Sophomores Eric Hsu, Jiahe Lu and Brian Xue take the first-place blue tooth speakers prize home at the first Lynbrook ProCo.

Larry Wang

Students frantically typed up code and prepared submissions in the waning minutes of Lynbrook’s first-ever programming competition. Lynbrook ProCo, hosted in collaboration between the Computer Science and Web Development clubs on Oct. 23, consisted of 15 teams competing for prizes collectively worth more than $150. Sophomores Eric Hsu, Jiahe Lu and Brian Xue won the competition, freshmen Brian Law and Matthew Xia came in second place and freshman Aaron Ma trailed close behind in third. 

In the competition, teams of up to four students were given a four-hour unproctored window to collaborate on solving 12 coding problems that were inspired by the USA Computing Olympiad. Each of the problems involved automating a task that required clever uses of algorithms and data structures. For example, one problem asked competitors to optimize the shortest distance between two axolotls on a number line, and another problem asked competitors to print the last sentence of a cow’s book. At the end, prizes were awarded to the three teams who correctly solved the most problems. The first-place winners won speakers, second place won laptop bags and third place won earbuds. 

“My team came in with lots of prior competitive programming background,” first-place winner Xue said. “Even so, there was a scary moment when I thought I had the incorrect algorithm for a problem but my teammate, Eric, debugged it and explained how it was actually correct. It felt very, very nice knowing that we had solved every single problem.” 

Computer Science Club handled the logistics of the competition, including writing a code of conduct and advertising on the morning announcements. The officers also created the problems and test cases that were used to score participants, helped by members senior Steven Pan and junior David Lee. 

“As problem-writers, we would first come up with a list of topics we would test on, such as searching algorithms and optimization techniques,” Computer Science Club president and senior Ryan Chen said. “We would then pick unique topics and brainstorm problems with storylines, before cutting down to our 10 selected problems and writing solutions for them. It was hard work done in an accelerated timeline, but everyone still pulled through.” 

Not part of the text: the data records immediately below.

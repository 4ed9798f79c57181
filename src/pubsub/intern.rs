use std::sync::Arc;

use dashmap::DashMap;
use once_cell::sync::Lazy;

/// Пул имён каналов. Каждое имя хранится один раз, все сообщения и
/// подписки на канал ссылаются на один и тот же `Arc<str>`.
static CHANNELS: Lazy<DashMap<Box<str>, Arc<str>>> = Lazy::new(DashMap::new);

/// Возвращает interned `Arc<str>` для имени канала.
///
/// Вставка идёт через `entry`, так что два потока, впервые встретившие
/// одно имя, получат один и тот же `Arc`.
#[inline]
pub(crate) fn intern_channel<S: AsRef<str>>(chan: S) -> Arc<str> {
    let name = chan.as_ref();
    if let Some(existing) = CHANNELS.get(name) {
        return existing.clone();
    }
    CHANNELS
        .entry(Box::from(name))
        .or_insert_with(|| Arc::from(name))
        .clone()
}

#[cfg(test)]
pub(crate) fn is_interned(name: &str) -> bool {
    CHANNELS.contains_key(name)
}

#[cfg(test)]
mod tests {
    use super::*;

    #[test]
    fn intern_returns_same_arc_for_same_name() {
        let a1 = intern_channel("chat");
        let a2 = intern_channel(String::from("chat"));

        assert_eq!(&*a1, "chat");
        assert!(Arc::ptr_eq(&a1, &a2));
    }

    #[test]
    fn intern_distinguishes_names() {
        let a = intern_channel("chat.eu");
        let b = intern_channel("chat.us");
        assert!(!Arc::ptr_eq(&a, &b));
    }

    /// Конкурентные вызовы для одного имени должны сойтись к одному Arc.
    #[test]
    fn intern_concurrent_first_use() {
        let handles: Vec<_> = (0..8)
            .map(|_| std::thread::spawn(|| intern_channel("intern.race")))
            .collect();
        let arcs: Vec<_> = handles.into_iter().map(|h| h.join().unwrap()).collect();

        for arc in &arcs[1..] {
            assert!(Arc::ptr_eq(&arcs[0], arc));
        }
    }
}
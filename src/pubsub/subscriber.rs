use std::sync::Arc;

use globset::Glob;
use tokio::sync::broadcast;

use super::Message;
use crate::error::{RecvError, TryRecvError};

/// Подписка на конкретный канал по имени.
///
/// Отписка происходит автоматически при `Drop`.
pub struct Subscription {
    /// Название канала, на который подписаны.
    pub channel: Arc<str>,
    /// Внутренний приёмник для входящих сообщений.
    pub(crate) inner: broadcast::Receiver<Message>,
}

/// Подписка на каналы по glob-паттерну.
///
/// Получает сообщения из всех каналов, чьё имя подходит под шаблон.
/// Шаблон без спецсимволов (`"chat"`) совпадает только с самим собой.
pub struct PatternSubscription {
    /// Шаблон glob для сопоставления имён каналов.
    pub pattern: Glob,
    /// Внутренний приёмник для входящих сообщений.
    pub(crate) inner: broadcast::Receiver<Message>,
}

impl Subscription {
    /// Асинхронно ожидает следующее сообщение из канала.
    ///
    /// # Возвращает
    /// - `Ok(Message)` при успешном получении сообщения
    /// - `Err(RecvError::Closed)` если канал закрыт
    /// - `Err(RecvError::Lagged(n))` если приёмник отстал на `n` сообщений
    pub async fn recv(&mut self) -> Result<Message, RecvError> {
        self.inner.recv().await.map_err(Into::into)
    }

    /// Пытается получить сообщение без ожидания.
    pub fn try_recv(&mut self) -> Result<Message, TryRecvError> {
        self.inner.try_recv().map_err(Into::into)
    }

    /// Явно отписаться от канала. Аналогично `drop(self)`.
    pub fn unsubscribe(self) {}

    /// Возвращает имя канала, на который подписались.
    pub fn channel_name(&self) -> &Arc<str> {
        &self.channel
    }

    /// Проверяет, закрыт ли канал (нет активных отправителей).
    pub fn is_closed(&self) -> bool {
        self.inner.is_closed()
    }

    /// Количество сообщений в очереди на получение.
    pub fn len(&self) -> usize {
        self.inner.len()
    }

    pub fn is_empty(&self) -> bool {
        self.inner.is_empty()
    }
}

impl PatternSubscription {
    pub(crate) fn new(
        pattern: Glob,
        inner: broadcast::Receiver<Message>,
    ) -> Self {
        Self { pattern, inner }
    }

    /// Асинхронно ожидает следующее сообщение, соответствующее паттерну.
    pub async fn recv(&mut self) -> Result<Message, RecvError> {
        self.inner.recv().await.map_err(Into::into)
    }

    /// Пытается получить сообщение без ожидания.
    ///
    /// Используется при остановке контейнера, чтобы дочитать уже
    /// доставленные, но ещё не обработанные сообщения.
    pub fn try_recv(&mut self) -> Result<Message, TryRecvError> {
        self.inner.try_recv().map_err(Into::into)
    }

    /// Явно отписаться от шаблона.
    pub fn unsubscribe(self) {}

    /// Возвращает паттерн подписки.
    pub fn pattern(&self) -> &Glob {
        &self.pattern
    }

    pub fn is_closed(&self) -> bool {
        self.inner.is_closed()
    }

    pub fn len(&self) -> usize {
        self.inner.len()
    }

    pub fn is_empty(&self) -> bool {
        self.inner.is_empty()
    }
}

#[cfg(test)]
mod tests {
    use std::{sync::Arc, time::Duration};

    use bytes::Bytes;
    use globset::Glob;
    use tokio::{sync::broadcast, time::timeout};

    use super::*;
    use crate::pubsub::Broker;

    /// Тест проверяет, что имя канала доступно и после удаления брокера.
    #[tokio::test]
    async fn test_subscription_channel_name_outlives_broker() {
        let sub = {
            let broker = Broker::new(10);
            broker.subscribe("mychan")
        };
        assert_eq!(&**sub.channel_name(), "mychan");
    }

    /// Тест проверяет получение сообщения через `recv`.
    #[tokio::test]
    async fn test_receive_message_via_subscription() {
        let broker = Broker::new(10);
        let mut sub = broker.subscribe("testchan");
        broker.publish("testchan", Bytes::from_static(b"hello"));

        let msg = timeout(Duration::from_millis(100), sub.recv())
            .await
            .expect("timed out")
            .expect("no message");
        assert_eq!(&*msg.channel, "testchan");
        assert_eq!(msg.payload, Bytes::from_static(b"hello"));
    }

    /// Тест проверяет, что `try_recv` на пустой очереди отдаёт `Empty`.
    #[test]
    fn test_try_recv_empty() {
        let broker = Broker::new(4);
        let mut sub = broker.subscribe("quiet");
        assert_eq!(sub.try_recv().unwrap_err(), TryRecvError::Empty);
        assert!(sub.is_empty());
    }

    /// Тест проверяет, что явная отписка уменьшает число слушателей.
    #[test]
    fn test_explicit_unsubscribe_drops_receiver() {
        let (tx, rx) = broadcast::channel(5);
        let sub = Subscription {
            channel: Arc::from("bar"),
            inner: rx,
        };
        assert_eq!(tx.receiver_count(), 1);
        sub.unsubscribe();
        assert_eq!(tx.receiver_count(), 0);
    }

    /// Тест проверяет, что шаблонная подписка получает сообщение и
    /// буферизует его до чтения.
    #[tokio::test]
    async fn test_pattern_subscription_buffers_until_read() {
        let broker = Broker::new(10);
        let mut psub = broker.psubscribe("foo*").unwrap();

        broker.publish("foobar", Bytes::from_static(b"xyz"));
        assert_eq!(psub.len(), 1);

        let msg = psub.try_recv().expect("buffered message");
        assert_eq!(&*msg.channel, "foobar");
        assert_eq!(msg.payload, Bytes::from_static(b"xyz"));
        assert!(psub.is_empty());
    }

    /// Тест проверяет, что после закрытия отправителя подписка видит Closed.
    #[tokio::test]
    async fn test_pattern_subscription_closed_after_sender_drop() {
        let (tx, rx) = broadcast::channel::<Message>(3);
        let mut psub = PatternSubscription::new(Glob::new("pat*").unwrap(), rx);
        drop(tx);

        assert!(psub.is_closed());
        assert_eq!(psub.recv().await.unwrap_err(), RecvError::Closed);
    }
}
use std::sync::Arc;

use tracing::{error, info};

use crate::{
    application::BrokerConnection,
    config::Settings,
    error::{ConnectionError, RelayError},
    relay::{
        ListenerAdapter, LoopOutcome, NotificationHandler, PublishLoop, Shutdown,
        SubscriptionManager,
    },
};

/// Собранный ретранслятор: все компоненты, созданные в порядке зависимостей.
pub struct Relay {
    channel: String,
    payload: String,
    handler: Arc<NotificationHandler>,
    adapter: ListenerAdapter,
    manager: SubscriptionManager,
    publisher: PublishLoop,
}

impl Relay {
    /// Собирает обработчик, адаптер, контейнер подписок и цикл публикации
    /// поверх готового соединения с брокером.
    pub fn assemble(
        connection: Arc<dyn BrokerConnection>,
        settings: &Settings,
        shutdown: &Shutdown,
    ) -> Self {
        let handler = Arc::new(NotificationHandler::new());
        let adapter = ListenerAdapter::new(settings.listener_name.as_str(), handler.clone());
        // Потеря подписки останавливает цикл публикации через общий сигнал.
        let manager = SubscriptionManager::new(connection.clone())
            .with_drain_timeout(settings.drain_timeout())
            .with_loss_signal(shutdown.clone());
        let publisher = PublishLoop::new(connection, settings.publish_config(), shutdown.listener());

        Self {
            channel: settings.channel.clone(),
            payload: settings.payload.clone(),
            handler,
            adapter,
            manager,
            publisher,
        }
    }

    pub fn handler(&self) -> &Arc<NotificationHandler> {
        &self.handler
    }

    pub fn manager(&self) -> &SubscriptionManager {
        &self.manager
    }

    /// Подписывается, крутит цикл публикации и останавливает подписку.
    ///
    /// Ошибка подписки фатальна: цикл публикации не запускается. Контейнер
    /// подписок останавливается на любом пути выхода, уже после того как
    /// цикл публикации завершился. Если брокер закрыл подписку раньше, чем
    /// пришло уведомление, результатом будет `ConnectionError::Closed`.
    pub async fn run(mut self) -> Result<LoopOutcome, RelayError> {
        if let Err(e) = self
            .manager
            .start(&self.channel, self.adapter.clone())
            .await
        {
            error!(channel = %self.channel, error = %e, "startup failed: no listener");
            self.manager.stop().await;
            return Err(e.into());
        }

        info!(channel = %self.channel, "relay started");
        let outcome = self
            .publisher
            .run(&self.channel, &self.payload, &self.handler)
            .await;
        self.manager.stop().await;

        if matches!(outcome, Ok(LoopOutcome::Cancelled { .. })) && self.manager.connection_lost() {
            error!(channel = %self.channel, "broker closed the subscription before any notification");
            return Err(ConnectionError::Closed.into());
        }

        if let Ok(outcome) = &outcome {
            info!(
                published = outcome.published(),
                received = self.handler.count(),
                "relay finished"
            );
        }
        outcome
    }
}
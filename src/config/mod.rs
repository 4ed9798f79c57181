pub mod settings;

pub use settings::{greeting, Settings};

Topics tested varied in difficulty and included binary search, dynamic programming and Dyjkstra’s algorithm, which are algorithms that involve pruning redundant operations while efficiently sifting through data points and identifying shortest paths. The problems required creative uses of these algorithms by modifying and extending them to fit a task’s need.

While Computer Science Club created the problems, Web Development Club made the ProCo website to serve as the competition’s submission platform. Participants were allowed to use any coding language of their choice and submitted their solutions through the website using their provided login credentials. 

“Computer Science Club needed a website to display problems and receive answer submissions, but preexisting competition-hosting websites were privately run by universities and bigger companies,” said junior Anish Lakkapragada, Computer Science Club Secretary and Web Development Club Vice President. “We wanted to teach Web Development members how to create production-ready products using databases like PostgreSQL, APIs, and reactive frameworks while helping another club in the process.”

ProCo was designed to be friendly for competitors with little competitive programming experience by including approachable problems testing clever thinking. The contest had a large showing, evident by the 300 problem submissions on the website. Most teams submitted solutions to multiple problems, and the first-place team correctly solved all 12 problems. 

“I hadn’t done much competitive programming before, so during the contest, I realized there were concepts that I didn’t quite know,” sophomore Karen Gao said. “After the contest, I felt inspired to look them up, so I learned more from ProCo than I would’ve thought.” 

By making the competition accessible for the beginner competitive coding students, Computer Science Club and Web Development Club hoped to offer a taste of what programming competitions are like and encourage newcomers to get involved in competitive programming. 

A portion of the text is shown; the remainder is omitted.